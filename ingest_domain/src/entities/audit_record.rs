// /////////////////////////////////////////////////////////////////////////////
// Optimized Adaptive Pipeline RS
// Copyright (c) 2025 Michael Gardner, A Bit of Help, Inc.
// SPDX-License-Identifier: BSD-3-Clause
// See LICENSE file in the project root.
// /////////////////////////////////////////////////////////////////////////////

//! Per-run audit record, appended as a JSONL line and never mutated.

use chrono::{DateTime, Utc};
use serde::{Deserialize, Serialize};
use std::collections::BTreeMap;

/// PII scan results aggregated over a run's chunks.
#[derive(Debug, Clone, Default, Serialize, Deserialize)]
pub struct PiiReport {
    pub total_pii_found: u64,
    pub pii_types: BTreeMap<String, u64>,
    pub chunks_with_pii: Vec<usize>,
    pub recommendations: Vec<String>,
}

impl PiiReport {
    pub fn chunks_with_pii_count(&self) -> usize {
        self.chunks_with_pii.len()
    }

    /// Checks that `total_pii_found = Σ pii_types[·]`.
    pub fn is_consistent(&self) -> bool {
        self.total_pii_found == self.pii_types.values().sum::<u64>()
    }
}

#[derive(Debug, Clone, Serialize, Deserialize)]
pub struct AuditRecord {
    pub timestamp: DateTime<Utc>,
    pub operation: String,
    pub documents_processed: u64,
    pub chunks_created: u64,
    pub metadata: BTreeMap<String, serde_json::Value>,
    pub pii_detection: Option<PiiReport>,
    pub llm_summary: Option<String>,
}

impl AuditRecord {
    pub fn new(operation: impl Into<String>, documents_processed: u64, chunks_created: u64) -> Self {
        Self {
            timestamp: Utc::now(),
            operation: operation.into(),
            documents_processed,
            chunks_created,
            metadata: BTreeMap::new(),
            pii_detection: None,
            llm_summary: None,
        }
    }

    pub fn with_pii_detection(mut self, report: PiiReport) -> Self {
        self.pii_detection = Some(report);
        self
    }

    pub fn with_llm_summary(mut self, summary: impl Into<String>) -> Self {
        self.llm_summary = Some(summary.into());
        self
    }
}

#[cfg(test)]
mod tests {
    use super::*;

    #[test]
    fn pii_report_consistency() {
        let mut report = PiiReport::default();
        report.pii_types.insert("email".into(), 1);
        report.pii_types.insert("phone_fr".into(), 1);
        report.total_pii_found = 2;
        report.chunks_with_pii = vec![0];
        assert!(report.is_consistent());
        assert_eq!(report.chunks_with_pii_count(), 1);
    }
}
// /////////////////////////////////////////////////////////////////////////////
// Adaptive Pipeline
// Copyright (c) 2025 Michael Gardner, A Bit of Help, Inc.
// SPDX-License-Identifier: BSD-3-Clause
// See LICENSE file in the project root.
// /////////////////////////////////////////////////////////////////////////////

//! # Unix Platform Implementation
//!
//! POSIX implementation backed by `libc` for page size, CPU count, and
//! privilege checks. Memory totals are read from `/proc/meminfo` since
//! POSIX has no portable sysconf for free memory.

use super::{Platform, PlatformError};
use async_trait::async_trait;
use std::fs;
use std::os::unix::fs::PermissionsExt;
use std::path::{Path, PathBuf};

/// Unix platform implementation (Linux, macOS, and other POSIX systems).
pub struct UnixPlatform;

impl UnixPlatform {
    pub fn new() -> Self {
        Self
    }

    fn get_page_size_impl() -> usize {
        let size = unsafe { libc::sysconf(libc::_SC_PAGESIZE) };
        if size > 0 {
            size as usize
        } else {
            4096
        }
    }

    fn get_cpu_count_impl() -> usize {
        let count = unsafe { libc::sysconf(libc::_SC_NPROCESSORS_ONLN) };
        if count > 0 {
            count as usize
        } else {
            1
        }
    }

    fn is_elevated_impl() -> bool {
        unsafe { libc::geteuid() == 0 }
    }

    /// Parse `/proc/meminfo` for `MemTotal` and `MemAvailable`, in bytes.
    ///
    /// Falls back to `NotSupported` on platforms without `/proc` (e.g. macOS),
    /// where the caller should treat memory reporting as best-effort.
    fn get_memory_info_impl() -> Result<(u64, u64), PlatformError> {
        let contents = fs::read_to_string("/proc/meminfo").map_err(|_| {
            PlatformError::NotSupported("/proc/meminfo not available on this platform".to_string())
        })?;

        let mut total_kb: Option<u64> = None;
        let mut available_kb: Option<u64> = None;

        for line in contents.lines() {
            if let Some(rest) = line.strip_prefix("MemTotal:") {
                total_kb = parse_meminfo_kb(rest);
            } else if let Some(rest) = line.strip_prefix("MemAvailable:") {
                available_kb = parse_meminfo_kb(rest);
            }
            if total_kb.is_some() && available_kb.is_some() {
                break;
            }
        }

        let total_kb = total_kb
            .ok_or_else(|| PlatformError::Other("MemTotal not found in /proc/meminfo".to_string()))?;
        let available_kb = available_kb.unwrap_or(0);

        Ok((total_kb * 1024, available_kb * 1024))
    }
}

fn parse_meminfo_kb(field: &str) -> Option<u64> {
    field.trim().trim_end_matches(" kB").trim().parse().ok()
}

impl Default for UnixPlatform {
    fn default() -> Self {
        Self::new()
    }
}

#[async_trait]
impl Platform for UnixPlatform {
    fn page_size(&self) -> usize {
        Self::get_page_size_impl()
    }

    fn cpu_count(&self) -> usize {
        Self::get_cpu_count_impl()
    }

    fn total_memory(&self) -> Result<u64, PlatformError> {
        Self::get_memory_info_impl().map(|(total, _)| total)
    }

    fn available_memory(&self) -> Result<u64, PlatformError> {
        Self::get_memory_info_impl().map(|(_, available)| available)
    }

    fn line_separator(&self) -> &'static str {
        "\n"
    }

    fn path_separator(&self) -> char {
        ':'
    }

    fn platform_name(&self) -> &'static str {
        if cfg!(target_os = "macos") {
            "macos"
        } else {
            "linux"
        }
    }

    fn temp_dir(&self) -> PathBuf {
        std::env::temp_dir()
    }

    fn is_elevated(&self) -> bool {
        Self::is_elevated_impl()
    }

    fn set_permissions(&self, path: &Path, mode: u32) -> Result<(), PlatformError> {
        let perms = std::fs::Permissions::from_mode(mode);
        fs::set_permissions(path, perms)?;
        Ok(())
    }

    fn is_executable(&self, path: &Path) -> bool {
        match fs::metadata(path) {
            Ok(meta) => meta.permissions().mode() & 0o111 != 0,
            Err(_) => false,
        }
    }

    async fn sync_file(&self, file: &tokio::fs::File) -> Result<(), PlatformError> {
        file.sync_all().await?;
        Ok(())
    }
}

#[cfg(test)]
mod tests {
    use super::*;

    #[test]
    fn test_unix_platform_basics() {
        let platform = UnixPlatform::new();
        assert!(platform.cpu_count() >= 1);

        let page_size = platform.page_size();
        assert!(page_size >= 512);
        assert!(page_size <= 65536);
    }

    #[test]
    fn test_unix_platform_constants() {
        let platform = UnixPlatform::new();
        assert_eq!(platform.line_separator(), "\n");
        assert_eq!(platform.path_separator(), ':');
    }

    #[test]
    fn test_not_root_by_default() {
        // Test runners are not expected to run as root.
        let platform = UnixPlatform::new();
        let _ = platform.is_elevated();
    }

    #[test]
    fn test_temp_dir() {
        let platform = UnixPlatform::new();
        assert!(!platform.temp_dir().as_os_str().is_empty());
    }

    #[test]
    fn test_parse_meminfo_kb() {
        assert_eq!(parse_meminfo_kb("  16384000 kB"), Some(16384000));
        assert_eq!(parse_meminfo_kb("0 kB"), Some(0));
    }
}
==
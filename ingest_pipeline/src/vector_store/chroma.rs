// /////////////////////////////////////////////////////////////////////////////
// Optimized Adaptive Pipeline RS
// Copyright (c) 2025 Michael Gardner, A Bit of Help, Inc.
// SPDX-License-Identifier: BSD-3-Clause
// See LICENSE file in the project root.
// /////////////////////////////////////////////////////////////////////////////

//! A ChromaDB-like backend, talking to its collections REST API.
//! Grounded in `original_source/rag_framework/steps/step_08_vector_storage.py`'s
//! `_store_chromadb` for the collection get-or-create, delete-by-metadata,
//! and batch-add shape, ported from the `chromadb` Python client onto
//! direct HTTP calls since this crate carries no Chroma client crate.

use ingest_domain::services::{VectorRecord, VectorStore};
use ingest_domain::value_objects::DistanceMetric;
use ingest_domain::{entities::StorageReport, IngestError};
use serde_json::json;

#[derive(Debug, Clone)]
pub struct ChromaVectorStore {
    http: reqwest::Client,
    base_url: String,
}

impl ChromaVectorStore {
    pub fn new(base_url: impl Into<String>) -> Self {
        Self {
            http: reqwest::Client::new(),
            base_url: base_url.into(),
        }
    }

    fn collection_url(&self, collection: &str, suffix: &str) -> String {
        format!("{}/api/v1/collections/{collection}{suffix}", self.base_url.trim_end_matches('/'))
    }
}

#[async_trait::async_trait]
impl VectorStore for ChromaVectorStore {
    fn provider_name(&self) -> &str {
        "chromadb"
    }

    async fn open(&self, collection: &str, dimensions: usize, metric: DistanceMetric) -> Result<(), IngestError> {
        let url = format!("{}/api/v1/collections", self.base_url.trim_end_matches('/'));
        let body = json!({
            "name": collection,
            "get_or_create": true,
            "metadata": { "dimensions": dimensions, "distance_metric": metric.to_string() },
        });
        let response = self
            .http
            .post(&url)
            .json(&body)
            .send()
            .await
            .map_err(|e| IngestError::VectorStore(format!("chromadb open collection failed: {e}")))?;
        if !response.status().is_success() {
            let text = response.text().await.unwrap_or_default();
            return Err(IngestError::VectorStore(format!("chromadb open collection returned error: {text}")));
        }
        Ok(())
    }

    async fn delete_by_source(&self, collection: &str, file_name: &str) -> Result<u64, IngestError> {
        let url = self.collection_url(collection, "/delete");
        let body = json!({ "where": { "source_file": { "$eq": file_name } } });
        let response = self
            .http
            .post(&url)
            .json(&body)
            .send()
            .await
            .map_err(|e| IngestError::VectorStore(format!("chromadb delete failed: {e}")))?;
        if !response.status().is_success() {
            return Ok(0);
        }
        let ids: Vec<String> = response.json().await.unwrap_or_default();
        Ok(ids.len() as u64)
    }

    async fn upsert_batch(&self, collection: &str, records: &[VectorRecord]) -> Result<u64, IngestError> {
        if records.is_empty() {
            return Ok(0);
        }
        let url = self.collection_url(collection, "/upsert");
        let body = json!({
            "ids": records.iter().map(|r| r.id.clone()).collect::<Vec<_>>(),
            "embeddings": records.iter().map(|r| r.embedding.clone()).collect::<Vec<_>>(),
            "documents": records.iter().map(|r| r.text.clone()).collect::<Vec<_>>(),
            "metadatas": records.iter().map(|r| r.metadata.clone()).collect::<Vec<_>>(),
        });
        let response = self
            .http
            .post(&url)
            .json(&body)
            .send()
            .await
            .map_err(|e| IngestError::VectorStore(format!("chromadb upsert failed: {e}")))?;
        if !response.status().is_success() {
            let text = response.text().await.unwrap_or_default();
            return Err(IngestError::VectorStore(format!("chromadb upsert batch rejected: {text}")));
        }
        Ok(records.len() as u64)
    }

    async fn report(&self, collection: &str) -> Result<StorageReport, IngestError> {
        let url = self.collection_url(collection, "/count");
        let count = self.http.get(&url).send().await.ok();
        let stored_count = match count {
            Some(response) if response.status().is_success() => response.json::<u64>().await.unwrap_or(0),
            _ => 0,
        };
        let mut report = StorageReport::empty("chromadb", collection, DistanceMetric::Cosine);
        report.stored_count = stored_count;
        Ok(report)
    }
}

PROBLEM TO WORK ON:
Write out every line of the entries that holds the word "DateTime".

YOUR RESPONSE:
use chrono::{DateTime, Utc};
    pub timestamp: DateTime<Utc>,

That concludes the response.